(AVAILABLE DATA Opens)

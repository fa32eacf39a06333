mod support;

use serde_json::json;
use support::{error_code, ApiEvent, TestApp};

fn slots(pairs: &[(&str, u64)]) -> Vec<(String, u64)> {
    pairs
        .iter()
        .map(|(name, slot)| (name.to_string(), *slot))
        .collect()
}

#[test]
fn normal_tanda_slots_are_unique() {
    let app = TestApp::new();
    let (_, token) = app.register_admin("ana@example.com");
    let tanda_id = app.normal_tanda(&token, 10);
    let luis = app.add_participant(
        &token,
        &tanda_id,
        json!({"nombre": "Luis", "telefono": "5512345678", "numeroAsignado": 1}),
    );

    let (status, body) = app.send(
        ApiEvent::new("POST /tandas/{tandaId}/participantes")
            .path("tandaId", &tanda_id)
            .bearer(&token)
            .body(json!({"nombre": "Carla", "telefono": "5587654321", "numeroAsignado": 1})),
    );
    assert_eq!(status, 400);
    assert_eq!(error_code(&body), "NUMERO_DUPLICADO");

    let (status, body) = app.send(
        ApiEvent::new("POST /tandas/{tandaId}/participantes")
            .path("tandaId", &tanda_id)
            .bearer(&token)
            .body(json!({"nombre": "Carla"})),
    );
    assert_eq!(status, 400);
    assert_eq!(error_code(&body), "MISSING_FIELDS");

    let (status, body) = app.send(
        ApiEvent::new("PUT /tandas/{tandaId}/participantes/{participanteId}")
            .path("tandaId", &tanda_id)
            .path("participanteId", &luis)
            .bearer(&token)
            .body(json!({"numeroAsignado": 4, "telefono": "5500000000"})),
    );
    assert_eq!(status, 200);
    assert_eq!(body["data"]["numeroAnterior"], json!(1));
    assert_eq!(body["data"]["numeroNuevo"], json!(4));
    assert_eq!(body["data"]["numerosRecalculados"], json!(false));
    assert_eq!(app.slots(&tanda_id), slots(&[("Luis", 4)]));
}

#[test]
fn birthday_tanda_orders_by_month_and_day() {
    let app = TestApp::new();
    let (_, token) = app.register_admin("ana@example.com");
    let tanda_id = app.birthday_tanda(&token);

    let (status, body) = app.send(
        ApiEvent::new("POST /tandas/{tandaId}/participantes")
            .path("tandaId", &tanda_id)
            .bearer(&token)
            .body(json!({"nombre": "Sin fecha", "telefono": "5512345678"})),
    );
    assert_eq!(status, 400);
    assert_eq!(error_code(&body), "MISSING_BIRTHDAY");

    app.add_participant(
        &token,
        &tanda_id,
        json!({"nombre": "Mayo", "telefono": "5511111111", "fechaCumpleaños": "1990-05-10"}),
    );
    let marzo = app.add_participant(
        &token,
        &tanda_id,
        json!({"nombre": "Marzo", "telefono": "5522222222", "fechaCumpleaños": "1985-03-02"}),
    );
    app.add_participant(
        &token,
        &tanda_id,
        json!({"nombre": "Diciembre", "telefono": "5533333333", "fechaCumpleaños": "2000-12-25"}),
    );
    assert_eq!(
        app.slots(&tanda_id),
        slots(&[("Marzo", 1), ("Mayo", 2), ("Diciembre", 3)])
    );

    let (status, body) = app.send(
        ApiEvent::new("PUT /tandas/{tandaId}/participantes/{participanteId}")
            .path("tandaId", &tanda_id)
            .path("participanteId", &marzo)
            .bearer(&token)
            .body(json!({"numeroAsignado": 3})),
    );
    assert_eq!(status, 400);
    assert_eq!(error_code(&body), "NUMERO_NO_EDITABLE");

    let (status, body) = app.send(
        ApiEvent::new("PUT /tandas/{tandaId}/participantes/{participanteId}")
            .path("tandaId", &tanda_id)
            .path("participanteId", &marzo)
            .bearer(&token)
            .body(json!({"fechaCumpleaños": "1985-06-01"})),
    );
    assert_eq!(status, 200);
    assert_eq!(body["data"]["numeroAnterior"], json!(1));
    assert_eq!(body["data"]["numeroNuevo"], json!(2));
    assert_eq!(body["data"]["numerosRecalculados"], json!(true));
    assert_eq!(
        app.slots(&tanda_id),
        slots(&[("Mayo", 1), ("Marzo", 2), ("Diciembre", 3)])
    );

    let (status, body) = app.send(
        ApiEvent::new("DELETE /tandas/{tandaId}/participantes/{participanteId}")
            .path("tandaId", &tanda_id)
            .path("participanteId", &marzo)
            .bearer(&token),
    );
    assert_eq!(status, 200);
    assert_eq!(body["data"]["numerosRecalculados"], json!(true));
    assert_eq!(app.slots(&tanda_id), slots(&[("Mayo", 1), ("Diciembre", 2)]));
}

#[test]
fn delete_removes_the_participants_payments() {
    let app = TestApp::new();
    let (_, token) = app.register_admin("ana@example.com");
    let tanda_id = app.normal_tanda(&token, 10);
    let luis = app.add_participant(
        &token,
        &tanda_id,
        json!({"nombre": "Luis", "telefono": "5512345678", "numeroAsignado": 1}),
    );
    let carla = app.add_participant(
        &token,
        &tanda_id,
        json!({"nombre": "Carla", "telefono": "5587654321", "numeroAsignado": 2}),
    );
    for (participant, ronda) in [(&luis, 1), (&luis, 2), (&carla, 1)] {
        let (status, _) = app.send(
            ApiEvent::new("POST /tandas/{tandaId}/pagos")
                .path("tandaId", &tanda_id)
                .bearer(&token)
                .body(json!({"participanteId": participant, "ronda": ronda, "pagado": true})),
        );
        assert_eq!(status, 201);
    }

    let (status, body) = app.send(
        ApiEvent::new("DELETE /tandas/{tandaId}/participantes/{participanteId}")
            .path("tandaId", &tanda_id)
            .path("participanteId", &luis)
            .bearer(&token),
    );
    assert_eq!(status, 200);
    assert_eq!(body["data"]["pagosEliminados"], json!(2));
    assert_eq!(body["data"]["numerosRecalculados"], json!(false));

    let remaining = app.store.items(&app.config.tables.pagos);
    assert_eq!(remaining.len(), 1);
    assert_eq!(remaining[0]["participanteId"], json!(carla));

    let (status, body) = app.send(
        ApiEvent::new("DELETE /tandas/{tandaId}/participantes/{participanteId}")
            .path("tandaId", &tanda_id)
            .path("participanteId", &luis)
            .bearer(&token),
    );
    assert_eq!(status, 404);
    assert_eq!(error_code(&body), "PARTICIPANTE_NOT_FOUND");
}

fn registration_link(app: &TestApp, token: &str, tanda_id: &str) -> String {
    let (status, body) = app.send(
        ApiEvent::new("POST /tandas/{tandaId}/registro-link")
            .path("tandaId", tanda_id)
            .bearer(token)
            .body(json!({})),
    );
    assert_eq!(status, 200);
    body["data"]["token"].as_str().expect("link token").to_string()
}

#[test]
fn public_registration_claims_chosen_numbers() {
    let app = TestApp::new();
    let (_, token) = app.register_admin("ana@example.com");
    let tanda_id = app.normal_tanda(&token, 10);
    let link = registration_link(&app, &token, &tanda_id);

    let (status, body) = app.send(
        ApiEvent::new("POST /registro/{token}")
            .path("token", &link)
            .body(json!({"nombre": "  Rosa ", "telefono": "5512345678", "numeros": [2, "5"]})),
    );
    assert_eq!(status, 200);
    assert_eq!(body["data"]["participantes"].as_array().map(Vec::len), Some(2));
    assert_eq!(body["data"]["esCumpleañera"], json!(false));
    assert_eq!(
        body["data"]["mensaje"],
        json!("2 participante(s) registrado(s) exitosamente")
    );
    assert_eq!(app.slots(&tanda_id), slots(&[("Rosa", 2), ("Rosa", 5)]));

    let (status, body) = app.send(
        ApiEvent::new("POST /registro/{token}")
            .path("token", &link)
            .body(json!({"nombre": "Pepe", "telefono": "5599999999", "numeros": [5]})),
    );
    assert_eq!(status, 400);
    assert_eq!(error_code(&body), "NUMERO_OCUPADO");

    let (status, body) = app.send(
        ApiEvent::new("POST /registro/{token}")
            .path("token", &link)
            .body(json!({"nombre": "Pepe", "telefono": "5599999999", "numeros": [1, 3, 4, 6, 7, 8]})),
    );
    assert_eq!(status, 400);
    assert_eq!(error_code(&body), "TOO_MANY_NUMBERS");

    let (status, body) = app.send(
        ApiEvent::new("POST /registro/{token}")
            .path("token", &link)
            .body(json!({"nombre": "Pepe", "numeros": [1]})),
    );
    assert_eq!(status, 400);
    assert_eq!(error_code(&body), "MISSING_FIELDS");
}

#[test]
fn public_registration_in_birthday_tanda_derives_the_slot() {
    let app = TestApp::new();
    let (_, token) = app.register_admin("ana@example.com");
    let tanda_id = app.birthday_tanda(&token);
    app.add_participant(
        &token,
        &tanda_id,
        json!({"nombre": "Marzo", "telefono": "5522222222", "fechaCumpleaños": "1985-03-02"}),
    );
    let link = registration_link(&app, &token, &tanda_id);

    let (status, body) = app.send(
        ApiEvent::new("POST /registro/{token}")
            .path("token", &link)
            .body(json!({"nombre": "Enero", "telefono": "5512345678", "fechaCumpleaños": "15/01/1992"})),
    );
    assert_eq!(status, 400);
    assert_eq!(error_code(&body), "INVALID_DATE");

    let (status, body) = app.send(
        ApiEvent::new("POST /registro/{token}")
            .path("token", &link)
            .body(json!({"nombre": "Enero", "telefono": "5512345678", "fechaCumpleaños": "1992-01-15"})),
    );
    assert_eq!(status, 200);
    assert_eq!(body["data"]["esCumpleañera"], json!(true));
    assert_eq!(body["data"]["numeroAsignado"], json!(1));
    assert_eq!(app.slots(&tanda_id), slots(&[("Enero", 1), ("Marzo", 2)]));
}

#[test]
fn participant_updates_coerce_or_reject_field_types() {
    let app = TestApp::new();
    let (_, token) = app.register_admin("ana@example.com");
    let tanda_id = app.normal_tanda(&token, 10);
    let luis = app.add_participant(
        &token,
        &tanda_id,
        json!({"nombre": "Luis", "telefono": "5512345678", "numeroAsignado": 1, "email": "luis@example.com"}),
    );
    let put = |body| {
        app.send(
            ApiEvent::new("PUT /tandas/{tandaId}/participantes/{participanteId}")
                .path("tandaId", &tanda_id)
                .path("participanteId", &luis)
                .bearer(&token)
                .body(body),
        )
    };

    for body in [
        json!({"telefono": null}),
        json!({"nombre": {"primero": "Luis"}}),
        json!({"email": 7.5, "telefono": true}),
    ] {
        let (status, response) = put(body.clone());
        assert_eq!(status, 400, "{body}");
        assert_eq!(error_code(&response), "INVALID_FIELD");
    }

    let (status, _) = put(json!({"telefono": 5599999999u64, "email": null}));
    assert_eq!(status, 200);

    let (status, body) = app.send(
        ApiEvent::new("GET /tandas/{tandaId}/participantes")
            .path("tandaId", &tanda_id)
            .bearer(&token),
    );
    assert_eq!(status, 200);
    let listed = &body["data"]["participantes"][0];
    assert_eq!(listed["telefono"], json!("5599999999"));
    assert!(listed["email"].is_null());

    let (status, _) = app.send(ApiEvent::new("GET /tandas/{tandaId}").path("tandaId", &tanda_id));
    assert_eq!(status, 200);
}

(AVAILABLE DATA Closes)

ACTIVITY –
Only a number is wanted. Count the lines of the data that contain "email".

FINISHED EXERCISE –
4